I didn't even know she was upset; she was chattering away as I was poking around in the paper bags my husband had brought in from their trip to the store.
Milk …
Orange juice …
Bread …
Eggs ...
She walked past me in her usual flair, with a kind of brisk pounding of feet and a dramatic flounce of hair as she trudged down the hall to her room.
"She's packing ... " my husband informed me a few minutes later as I was still putting away the groceries. "She says she wants to leave."
Before she stormed out I had heard her voice chirping away, flittering between octaves — "Ip ip ip ip ip ..." as I opened and closed the refrigerator door, "ip ip ip ip ip ip" as I folded another emptied bag and stowed it beneath the island with the other recyclables … "ip ip ip ip ip ip ip."
I really hadn't been listening.
I sigh and roll my eyes. It’s been a long day and I don't want to deal with another tantrum.
I finish stowing the food and found my way to her room. We bumped into each other at the door.
I was going in ready for a fight and she was coming out ready for flight.
She'd slung my old drawstring backpack over her shoulder, filled to the brim.
The bag was bigger than she was.
Her eyes will filled to the brim, too. The fight had gone out of me when I saw her eyes. She was earnest and upset.
I asked her to talk to me, to sit in her room and discuss what had happened.

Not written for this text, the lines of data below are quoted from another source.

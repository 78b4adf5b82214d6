//! Router configuration.
//!
//! This module sets up the Axum router with all routes and middleware.

use std::sync::Arc;
use std::time::Duration;

use axum::routing::{delete, get, post};
use axum::Router;
use tower_http::cors::{Any, CorsLayer};
use tower_http::limit::RequestBodyLimitLayer;
use tower_http::timeout::TimeoutLayer;
use tower_http::trace::TraceLayer;

use aura_fleet_auth::TokenValidator;
use aura_fleet_control::FleetControl;

use crate::handlers::{commands, health, heartbeat, jobs, metrics, ws};
use crate::state::GatewayState;

/// Create the gateway router with all routes and middleware.
///
/// # Routes
///
/// ## Public
/// - `GET /health` - Health check with connection counts
///
/// ## Node (node token)
/// - `POST /v1/heartbeats/heartbeat` - Refresh `last_seen_at`
/// - `POST /v1/node-commands` - Register a command
/// - `GET /v1/node-commands` - List own commands
/// - `DELETE /v1/node-commands/:command_id` - Delete an own command
/// - `POST /v1/node-metrics/metrics` - Submit a metrics sample
/// - `GET /v1/ws` - WebSocket agent connection
///
/// ## Operator (operator key)
/// - `POST /v1/jobs` - Create and dispatch a job
/// - `GET /v1/jobs/:job_id` - Get a job
/// - `GET /v1/jobs/node/:node_id` - List a node's jobs
/// - `GET /v1/node-commands/node/:node_id` - List a node's commands
/// - `GET /v1/node-metrics/node/:node_id` - List a node's recent metrics
pub fn create_router<C, V>(state: GatewayState<C, V>) -> Router
where
    C: FleetControl + 'static,
    V: TokenValidator + 'static,
{
    // Extract config values before moving state
    let cors = build_cors_layer(&state.config.cors_origins);
    let max_body_bytes = state.config.max_body_bytes;
    let request_timeout = state.config.request_timeout();

    let state = Arc::new(state);

    // The upgrade route stays outside the timeout layer; a live socket
    // outlasts any request deadline.
    let sockets = Router::new().route("/v1/ws", get(ws::websocket_handler::<C, V>));

    Router::new()
        // Health (public)
        .route("/health", get(health::health::<C, V>))
        // Node-facing
        .route(
            "/v1/heartbeats/heartbeat",
            post(heartbeat::heartbeat::<C, V>),
        )
        .route(
            "/v1/node-commands",
            post(commands::register_command::<C, V>).get(commands::list_own_commands::<C, V>),
        )
        .route(
            "/v1/node-commands/:command_id",
            delete(commands::delete_command::<C, V>),
        )
        .route(
            "/v1/node-metrics/metrics",
            post(metrics::submit_metrics::<C, V>),
        )
        // Operator
        .route("/v1/jobs", post(jobs::create_job::<C, V>))
        .route("/v1/jobs/:job_id", get(jobs::get_job::<C, V>))
        .route("/v1/jobs/node/:node_id", get(jobs::list_node_jobs::<C, V>))
        .route(
            "/v1/node-commands/node/:node_id",
            get(commands::list_node_commands::<C, V>),
        )
        .route(
            "/v1/node-metrics/node/:node_id",
            get(metrics::list_node_metrics::<C, V>),
        )
        .layer(TimeoutLayer::new(request_timeout))
        .merge(sockets)
        // Middleware
        .layer(TraceLayer::new_for_http())
        .layer(cors)
        .layer(RequestBodyLimitLayer::new(max_body_bytes))
        .with_state(state)
}

/// Build the CORS layer from configured origins.
fn build_cors_layer(origins: &[String]) -> CorsLayer {
    if origins.iter().any(|o| o == "*") {
        CorsLayer::new()
            .allow_origin(Any)
            .allow_methods(Any)
            .allow_headers(Any)
    } else {
        let origins: Vec<_> = origins.iter().filter_map(|o| o.parse().ok()).collect();

        CorsLayer::new()
            .allow_origin(origins)
            .allow_methods(Any)
            .allow_headers(Any)
            .max_age(Duration::from_secs(600))
    }
}

#[cfg(test)]
mod tests {
    use super::*;

    #[test]
    fn cors_any_origin() {
        let origins = vec!["*".to_string()];
        let _layer = build_cors_layer(&origins);
    }

    #[test]
    fn cors_specific_origins() {
        let origins = vec![
            "http://localhost:3000".to_string(),
            "not a header value\n".to_string(),
        ];
        let _layer = build_cors_layer(&origins);
    }
}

I took the pack from her shoulders when she tearfully agreed.
As we sat on her bed, a tiny lifetime of upset streamed out with her tears. Upset that seemed to go back as far as the hospital ... when she was born.
"I remember another mother — not you — a mother who was nicer to me. Who listened to me. Who didn't just SAY she was going to do something she DID it. That's the mother I'm going off to find."
I listened as the story brought her to my pregnancy with her brother, and how she really wanted a girl. ... How she wanted to share her room and her toys, and talk about girl things, and sing girl songs ... and how she got a boy.
"But I was happy because everyone else was happy. I wasn't happy though. I wanted a sister and YOU GAVE ME A BROTHER! My real mother would have given me a sister."
For a moment I felt sorry for her.
Poor unloved little waif who waits (somewhat) patiently for her mother to get up from behind her computer and get her a glass of milk, only to have to ask 13,000 times ... or 18,000 thousand, depending on whom you ask.
She was right. Everyone wants to hug The Champ.
They all say how cute he is, how funny, how patient, how loveable.
She feels invisible.
I look over at the bag she filled with clothes. There’s not a single toy. She's serious about leaving.
"I'm just a rotten egg," she wails.
It's difficult to assert yourself when you’re five.
I was five once, too. I even ran away twice. Neither time, however, did I get further than the mailbox on the edge of our lawn.
I wasn’t allowed to cross the street.
Ittybit isn’t as timid as I was. I suppose she’d find her way to Timbuktu if she has it in her mind to do so.
"You're not a rotten egg. You know that," I tell her ... hoping something brilliant will come to me as I'm feeling around for an answer that will make everything all right.
It doesn't. All I can tell her is I'm sorry she feels the way she does, and I'll try to do better. I remind her of how her brother lights up when he sees her ... not when he sees us but her. And I admit that she has every right to feel sad, and to even demand attention. Fair is fair.
"Why don't you come with me to the store. Your father forgot the lemons. You come with me. We'll get a special and some time to ourselves."
"O.K.," she said unsteadily. "I'll go, but what about my bag?"
"We'll just leave it for when we get back. I'll help you unpack."